Ex-MI5 chief becomes latest doom-monger to warn of Brexit risk

11 May, 2016 10:59 / Updated 9 years ago

Project Fear has returned with a vengeance in the Brexit debate, with Britain’s former MI5 chief warning the country would be “significantly less safe” if it left the EU.

Dame Eliza Manningham-Buller, who was director general of domestic spy agency MI5 during the height of the ‘war on terror,’ said Britain must stay in the bloc in order to combat Islamic extremism.

I believe strongly that we would be significantly less safe outside [the EU] because of all the networks, the relationships, the policy exchanges, the determining on data sets, things like fingerprinting, things like European arrest warrant, things like joint research on explosive detections on arms and so on,” she said in an interview with BBC Radio 4.
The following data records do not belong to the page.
//! Reasoning service client module
//!
//! The service answers questions against a working-directory corpus. This
//! crate only consumes it: `ask(question, context) -> answer + sources`.

mod client;
mod types;

use std::path::Path;

use anyhow::Result;
use async_trait::async_trait;

pub use client::ServiceClient;
pub use types::*;

/// Anything that can answer a question
#[async_trait]
pub trait Answerer: Send + Sync {
    async fn ask(&self, question: &str, context: &Path) -> Result<Answer>;
}
//! MCP server over stdio
//!
//! One JSON-RPC message per line in, one response per line out. Logging
//! goes to stderr so stdout stays a clean protocol channel.

use std::io::{BufRead, BufReader, Write};

use serde_json::{json, Value};
use tracing::{debug, info, warn};

use super::jsonrpc::{
    JsonRpcRequest, JsonRpcResponse, INVALID_PARAMS, METHOD_NOT_FOUND, PARSE_ERROR,
};
use super::tools::{HistoryGetTool, HistoryListTool, HistorySaveTool};
use crate::core::{ConversationTurn, DateRange, HistoryStore, Markers, StoredRecord};

const PROTOCOL_VERSION: &str = "2024-11-05";

type RpcResult = Result<Value, (i64, String)>;

/// MCP handler bound to one history directory
pub struct HistoryMcpServer {
    store: HistoryStore,
    initialized: bool,
}

impl HistoryMcpServer {
    pub fn new(store: HistoryStore) -> Self {
        Self {
            store,
            initialized: false,
        }
    }

    pub fn is_initialized(&self) -> bool {
        self.initialized
    }

    /// Dispatch one request. Notifications yield `None`.
    pub fn handle_request(&mut self, request: &JsonRpcRequest) -> Option<JsonRpcResponse> {
        if request.is_notification() {
            match request.method.as_str() {
                "notifications/initialized" => {
                    self.initialized = true;
                    info!("MCP client initialized");
                }
                other => debug!(method = other, "Ignoring notification"),
            }
            return None;
        }

        let id = request.id.clone().unwrap_or(Value::Null);
        let result = match request.method.as_str() {
            "initialize" => Ok(self.initialize()),
            "tools/list" => Ok(tool_catalog()),
            "tools/call" => self.call_tool(&request.params),
            "ping" => Ok(json!({})),
            other => Err((METHOD_NOT_FOUND, format!("Method not found: {}", other))),
        };

        Some(match result {
            Ok(value) => JsonRpcResponse::success(id, value),
            Err((code, message)) => JsonRpcResponse::error(id, code, message),
        })
    }

    fn initialize(&self) -> Value {
        json!({
            "protocolVersion": PROTOCOL_VERSION,
            "capabilities": { "tools": { "listChanged": false } },
            "serverInfo": {
                "name": "chatlog",
                "version": env!("CARGO_PKG_VERSION")
            },
            "instructions": "chatlog keeps question/answer turns as markdown files. Use history_list to see recent turns, history_get to read one, history_save to record a new one."
        })
    }

    fn call_tool(&mut self, params: &Value) -> RpcResult {
        let name = params["name"]
            .as_str()
            .ok_or((INVALID_PARAMS, "Missing tool name".to_string()))?;
        let args = params.get("arguments").cloned().unwrap_or_else(|| json!({}));

        let outcome = match name {
            "history_list" => self.history_list(args),
            "history_get" => self.history_get(args),
            "history_save" => self.history_save(args),
            _ => return Err((INVALID_PARAMS, format!("Unknown tool: {}", name))),
        };

        Ok(match outcome {
            Ok(text) => json!({ "content": [{ "type": "text", "text": text }] }),
            Err(e) => {
                warn!(tool = name, error = %e, "Tool call failed");
                json!({
                    "content": [{ "type": "text", "text": format!("Error: {}", e) }],
                    "isError": true
                })
            }
        })
    }

    fn history_list(&self, args: Value) -> Result<String, String> {
        let args: HistoryListTool =
            serde_json::from_value(args).map_err(|e| format!("Invalid params: {}", e))?;
        let range = DateRange::parse(args.start.as_deref(), args.end.as_deref())
            .map_err(|e| e.to_string())?;

        let records = self.store.list_records(&range).map_err(|e| e.to_string())?;
        if records.is_empty() {
            return Ok("No turns recorded in this range.".to_string());
        }

        let shown = records.len().min(args.limit);
        let mut out = format!("{} turn(s), showing {}:\n\n", records.len(), shown);
        for record in records.iter().take(args.limit) {
            out.push_str(&format!(
                "- {} | {} | {}\n",
                record.timestamp.to_rfc3339(),
                record.filename,
                record.title
            ));
        }
        Ok(out)
    }

    fn history_get(&self, args: Value) -> Result<String, String> {
        let args: HistoryGetTool =
            serde_json::from_value(args).map_err(|e| format!("Invalid params: {}", e))?;
        let record = self.store.get(&args.filename).map_err(|e| e.to_string())?;
        Ok(render_record(&record, self.store.markers()))
    }

    fn history_save(&mut self, args: Value) -> Result<String, String> {
        let args: HistorySaveTool =
            serde_json::from_value(args).map_err(|e| format!("Invalid params: {}", e))?;

        let mut turn = ConversationTurn::new(args.question, args.answer).with_sources(args.sources);
        if let Some(title) = args.title.filter(|t| !t.trim().is_empty()) {
            turn = turn.with_title(title);
        }

        let filename = self.store.save_turn(&turn).map_err(|e| e.to_string())?;
        Ok(format!("Saved {}", filename))
    }
}

fn render_record(record: &StoredRecord, markers: &Markers) -> String {
    let mut out = format!(
        "# {}\n\n**File:** {}\n**Recorded:** {}\n\n## {}\n\n{}\n\n## {}\n\n{}\n",
        record.title,
        record.filename,
        record.timestamp.to_rfc3339(),
        markers.question,
        record.question,
        markers.answer,
        record.answer
    );
    if !record.sources.is_empty() {
        out.push_str("\n## Sources\n\n");
        for source in &record.sources {
            out.push_str(&format!("- {}\n", source));
        }
    }
    out
}

fn tool_catalog() -> Value {
    json!({
        "tools": [
            {
                "name": "history_list",
                "description": "List recorded question/answer turns, newest first. Bounds are inclusive and accept RFC 3339 or YYYY-MM-DD. Example: history_list({\"start\": \"2024-01-01\", \"limit\": 5})",
                "inputSchema": {
                    "type": "object",
                    "properties": {
                        "start": { "type": "string", "description": "Earliest instant or date to include" },
                        "end": { "type": "string", "description": "Latest instant or date to include" },
                        "limit": { "type": "integer", "description": "Max turns (default: 20)", "default": 20 }
                    }
                }
            },
            {
                "name": "history_get",
                "description": "Read one recorded turn by filename, as returned by history_list.",
                "inputSchema": {
                    "type": "object",
                    "properties": {
                        "filename": { "type": "string", "description": "Record filename, e.g. 20240115_143022_123456_message.md" }
                    },
                    "required": ["filename"]
                }
            },
            {
                "name": "history_save",
                "description": "Record a question/answer turn. Markdown headings inside the texts are demoted one level.",
                "inputSchema": {
                    "type": "object",
                    "properties": {
                        "question": { "type": "string" },
                        "answer": { "type": "string" },
                        "title": { "type": "string", "description": "Optional title heading" },
                        "sources": { "type": "array", "items": { "type": "string" }, "description": "Documents the answer drew from" }
                    },
                    "required": ["question", "answer"]
                }
            }
        ]
    })
}

/// Serve MCP on stdin/stdout until stdin closes
pub fn run_mcp_server(store: HistoryStore) -> anyhow::Result<()> {
    info!(dir = %store.dir().display(), "MCP server starting");

    let mut server = HistoryMcpServer::new(store);
    let stdin = std::io::stdin();
    let mut stdout = std::io::stdout();

    for line in BufReader::new(stdin.lock()).lines() {
        let line = line?;
        if line.trim().is_empty() {
            continue;
        }
        debug!(len = line.len(), "MCP request received");

        let response = match serde_json::from_str::<JsonRpcRequest>(&line) {
            Ok(request) => server.handle_request(&request),
            Err(e) => Some(JsonRpcResponse::error(
                Value::Null,
                PARSE_ERROR,
                format!("Parse error: {}", e),
            )),
        };

        if let Some(response) = response {
            writeln!(stdout, "{}", serde_json::to_string(&response)?)?;
            stdout.flush()?;
        }
    }

    info!("MCP server stopping");
    Ok(())
}
//! CLI module - Command definitions and handlers

use std::path::PathBuf;

use clap::{Parser, Subcommand};

use crate::config::HISTORY_DIR_ENV;

pub mod ask;
pub mod config;
pub mod init;
pub mod list;
pub mod save;
pub mod serve;
pub mod show;
pub mod utils;

/// chatlog - question/answer history as markdown files
///
/// Every turn is one timestamped file; the directory is the database.
#[derive(Parser, Debug)]
#[command(name = "chatlog")]
#[command(author, version, about, long_about = None)]
#[command(propagate_version = true)]
pub struct Cli {
    /// Enable verbose output
    #[arg(short, long, global = true)]
    pub verbose: bool,

    /// History directory (overrides config)
    #[arg(short, long, global = true, env = HISTORY_DIR_ENV)]
    pub dir: Option<PathBuf>,

    #[command(subcommand)]
    pub command: Commands,
}

#[derive(Subcommand, Debug)]
pub enum Commands {
    /// Initialize a .chatlog directory
    Init(init::InitArgs),

    /// Record a question/answer turn
    Save(save::SaveArgs),

    /// List recorded turns, newest first
    Ls(list::LsArgs),

    /// Show one recorded turn
    Show(show::ShowArgs),

    /// Ask the reasoning service and record the turn
    Ask(ask::AskArgs),

    /// Start MCP server over stdio
    Serve(serve::ServeArgs),

    /// Get or set configuration
    Config(config::ConfigArgs),
}
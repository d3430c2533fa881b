//! MCP (Model Context Protocol) Server
//!
//! Exposes the history directory via MCP tools for AI integration.
//!
//! # Tools
//! - `history_list` - List turns, newest first, optionally by date range
//! - `history_get` - Get one turn by filename
//! - `history_save` - Record a new question/answer turn

mod jsonrpc;
mod server;
mod tools;

pub use server::{run_mcp_server, HistoryMcpServer};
We are not going to be able to influence that if we are out.”

Her comments contradict those of Sir Richard Dearlove, the former chief of British foreign intelligence agency MI6, who suggested a Brexit could make the UK safer because it would become easier to deport terrorists.

Dearlove likened the EU’s intelligence bodies to the “leakiest ships of state.”

Britain is Europe's leader in intelligence and security matters and gives much more than it gets in return,” he said in March.

Asked about Dearlove’s comments, Manningham-Buller said the former MI6 chief was basing his opinions on the situation a decade ago.

The UK and its EU partners share the same terror threat and need to work “extremely closely,” she added.

If we left we wouldn’t immediately have a cutting off of intelligence from Europe ... but by being inside we can influence the policy response, the intelligence response to this threat,” she said.

Manningham-Buller went on to accuse those in favor of leaving the EU of peddling a “delusion” by implying that “terrorism somehow washes across to us from Europe.”

Meanwhile, former Labour Prime Minister Gordon Brown has urged Britain to stay in the EU.

Pacing up and down a lecture hall of the London School of Economics (LSE) on Wednesday morning, Brown claimed it is “not British to retreat to Europe’s sidelines.

Brown, who has been credited with stopping the UK joining the euro during the 1990s, also wrote articles in the Guardian and Daily Mirror arguing in favor of EU membership.

Surely in a world that is getting smaller, being in Europe enables us to play a part in shaping something bigger than ourselves,” he wrote.